In The Overstory, Powers gives trees, our closest plant relative with whom we share most of our DNA, a voice, a voice that is praying for us to change our ways and let Life live.
Maybe we'll listen; maybe we won't. But for me there is one small consolation: if we don't listen, if we kill ourselves and our environment, life will not end. In the wonderful PBS documentary, Radioactive Wolves of Chernobyl, we get a glimpse into such a future, where twenty-five years after the nuclear meltdown in Chernobyl, scientists have found life flourishing—"a sort of post-atomic Eden, populated by beaver and bison, horses and birds, fish and falcons, and ruled by wolves."
So we can listen and take heed and remain part of the ecosystem. Or we can invite Life to take its course without us.
Here is my brief reaction to and review of The Overstory, the book that evoked this contemplation:
Immediately after inhaling the first two pages of this book, I screamed in ecstasy: "Thank you!" To whom, I'm not sure. Then throughout the book, I re-erupted with it, sometimes to Richard Powers, sometimes to whatever force allowed me to understand what came through Powers, through the page, through the people he was writing through, and through the ancient tree memory that pervaded this orgasmic and sweeping novel about all of Nature’s life.

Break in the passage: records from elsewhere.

//! Shared fixtures for compact relay integration tests.

#![allow(dead_code)]

use parking_lot::Mutex;
use std::collections::{HashMap, HashSet};
use std::sync::Arc;

use qc_05_compact_relay::adapters::{InMemoryTransactionPools, ManualTimeSource};
use qc_05_compact_relay::ports::{
    BlockStore, ConsensusGateway, HeaderCheck, InFlightTracker, PeerNetwork,
};
use qc_05_compact_relay::{CompactRelayService, PeerId, RelayConfig, RelayError, RelayMessage};
use shared_types::{Block, BlockHeader, Hash, OutPoint, Transaction, TransactionRef, TxIn, TxOut};

pub fn init_tracing() {
    let _ = tracing_subscriber::fmt()
        .with_env_filter(tracing_subscriber::EnvFilter::from_default_env())
        .with_test_writer()
        .try_init();
}

// =============================================================================
// MOCK PORTS
// =============================================================================

#[derive(Default)]
pub struct MockStore {
    pub blocks: Mutex<HashMap<Hash, Block>>,
}

impl MockStore {
    pub fn store(&self, block: Block) {
        self.blocks.lock().insert(block.hash(), block);
    }
}

impl BlockStore for MockStore {
    fn has_block_index(&self, block_hash: &Hash) -> bool {
        self.blocks.lock().contains_key(block_hash)
    }

    fn read_block(&self, block_hash: &Hash) -> Option<Block> {
        self.blocks.lock().get(block_hash).cloned()
    }

    fn has_block_on_disk(&self, block_hash: &Hash) -> bool {
        self.blocks.lock().contains_key(block_hash)
    }
}

#[derive(Default)]
pub struct MockConsensus {
    pub processed: Mutex<Vec<(PeerId, Block)>>,
}

impl ConsensusGateway for MockConsensus {
    fn check_header(&self, _header: &BlockHeader) -> HeaderCheck {
        HeaderCheck::Valid
    }

    fn process_block(&self, peer: PeerId, block: Block) {
        self.processed.lock().push((peer, block));
    }
}

#[derive(Default)]
pub struct MockNetwork {
    pub sent: Mutex<Vec<(PeerId, RelayMessage)>>,
    pub blocks_sent: Mutex<Vec<(PeerId, Hash)>>,
    pub full_requests: Mutex<Vec<(PeerId, Hash)>>,
    pub disconnected: Mutex<Vec<PeerId>>,
    pub penalties: Mutex<Vec<(PeerId, u32)>>,
}

impl MockNetwork {
    /// Take everything sent so far.
    pub fn drain_sent(&self) -> Vec<(PeerId, RelayMessage)> {
        std::mem::take(&mut *self.sent.lock())
    }

    pub fn total_penalty(&self, peer: PeerId) -> u32 {
        self.penalties
            .lock()
            .iter()
            .filter(|(p, _)| *p == peer)
            .map(|(_, score)| score)
            .sum()
    }
}

impl PeerNetwork for MockNetwork {
    fn supports_compact_blocks(&self, _peer: PeerId) -> bool {
        true
    }

    fn is_trusted_upstream(&self, _peer: PeerId) -> bool {
        false
    }

    fn send(&self, peer: PeerId, message: RelayMessage) -> Result<(), RelayError> {
        self.sent.lock().push((peer, message));
        Ok(())
    }

    fn send_block(&self, peer: PeerId, block: &Block) -> Result<(), RelayError> {
        self.blocks_sent.lock().push((peer, block.hash()));
        Ok(())
    }

    fn request_full_block(&self, peer: PeerId, block_hash: Hash) {
        self.full_requests.lock().push((peer, block_hash));
    }

    fn disconnect(&self, peer: PeerId) {
        self.disconnected.lock().push(peer);
    }

    fn penalize(&self, peer: PeerId, score: u32, _reason: &str) {
        self.penalties.lock().push((peer, score));
    }
}

#[derive(Default)]
pub struct MockInFlight {
    pub requested: Mutex<HashSet<(PeerId, Hash)>>,
}

impl MockInFlight {
    pub fn request(&self, peer: PeerId, block_hash: Hash) {
        self.requested.lock().insert((peer, block_hash));
    }
}

impl InFlightTracker for MockInFlight {
    fn is_in_flight(&self, peer: PeerId, block_hash: &Hash) -> bool {
        self.requested.lock().contains(&(peer, *block_hash))
    }

    fn requested_at(&self, _peer: PeerId, _block_hash: &Hash) -> Option<u64> {
        None
    }

    fn clear(&self, block_hash: &Hash) {
        self.requested.lock().retain(|(_, hash)| hash != block_hash);
    }
}

// =============================================================================
// NODE HARNESS
// =============================================================================

pub type Service = CompactRelayService<
    InMemoryTransactionPools,
    MockStore,
    MockConsensus,
    MockNetwork,
    MockInFlight,
    ManualTimeSource,
>;

/// One node: a service plus handles on every port it talks to.
pub struct Node {
    pub service: Service,
    pub pools: Arc<InMemoryTransactionPools>,
    pub store: Arc<MockStore>,
    pub consensus: Arc<MockConsensus>,
    pub network: Arc<MockNetwork>,
    pub in_flight: Arc<MockInFlight>,
    pub clock: Arc<ManualTimeSource>,
}

impl Node {
    pub fn new(config: RelayConfig) -> Self {
        init_tracing();
        let pools = Arc::new(InMemoryTransactionPools::new());
        let store = Arc::new(MockStore::default());
        let consensus = Arc::new(MockConsensus::default());
        let network = Arc::new(MockNetwork::default());
        let in_flight = Arc::new(MockInFlight::default());
        let clock = Arc::new(ManualTimeSource::new(1_700_000_000_000));
        let service = CompactRelayService::new(
            config,
            pools.clone(),
            store.clone(),
            consensus.clone(),
            network.clone(),
            in_flight.clone(),
            clock.clone(),
        )
        .expect("valid config");
        Self {
            service,
            pools,
            store,
            consensus,
            network,
            in_flight,
            clock,
        }
    }
}

// =============================================================================
// CHAIN FIXTURES
// =============================================================================

pub fn peer(n: u8) -> PeerId {
    PeerId::new([n; 32])
}

pub fn payment(seed: u32) -> TransactionRef {
    let mut txid = [0u8; 32];
    txid[..4].copy_from_slice(&seed.to_le_bytes());
    Arc::new(Transaction {
        version: 2,
        inputs: vec![TxIn {
            prevout: OutPoint { txid, index: 0 },
            script_sig: vec![0x47; 72],
            sequence: 0xFFFF_FFFE,
        }],
        outputs: vec![
            TxOut {
                value: 10_000 + i64::from(seed),
                script_pubkey: vec![0x76, 0xA9, 0x14, 0x00, 0x88, 0xAC],
            },
            TxOut {
                value: 5_000,
                script_pubkey: vec![0x00, 0x14, 0x01],
            },
        ],
        lock_time: 0,
    })
}

/// Coinbase followed by `count` payments starting at `first_seed`.
pub fn block_of(first_seed: u32, count: u32) -> Block {
    let mut transactions = vec![Arc::new(Transaction::new_coinbase(
        &first_seed.to_le_bytes(),
        50_0000_0000,
        vec![0x51],
    ))];
    transactions.extend((first_seed..first_seed + count).map(payment));
    Block::new(
        BlockHeader {
            version: 0x2000_0000,
            prev_block: [0x11; 32],
            time: 1_700_000_000,
            bits: 0x1D00_FFFF,
            ..Default::default()
        },
        transactions,
    )
}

This book, the writing, the subject of trees and Life with a capital "L" throbs. It's so beautiful and exciting that sometimes it hurts and you have to put the book down and digest. From the opening words, Richard Powers casts a spell, and for me it felt like both thick and expansive energy—an altered state. Love. Love of and for trees as the complicated communal beings that they are, and when you feel that, it changes everything—from your relationship to the book you're holding that once was a tree, to your connection to Life, to the incontrovertible knowing that there is nothing that is not alive and remembering and praying, and even if we humans destroy ourselves, Life will always go on..
This is not our world with trees in it. It’s a world of trees, where humans have just arrived. [. . .] Trees know when we’re close by. The chemistry of their roots and the perfumes their leaves pump out change when we’re near. . . . When you feel good after a walk in the woods, it may be that certain species are bribing you. So many wonder drugs have come from trees, and we haven’t yet scratched the surface of the offerings. Trees have long been trying to reach us. But they speak on frequencies too low for people to hear. (424)
This book asks what keeps us humans from seeing the obvious—our smallness, our place in the context of all that is—and responding to it. And why do some people see it even though everybody around them does not?
My plants are happy I read this book.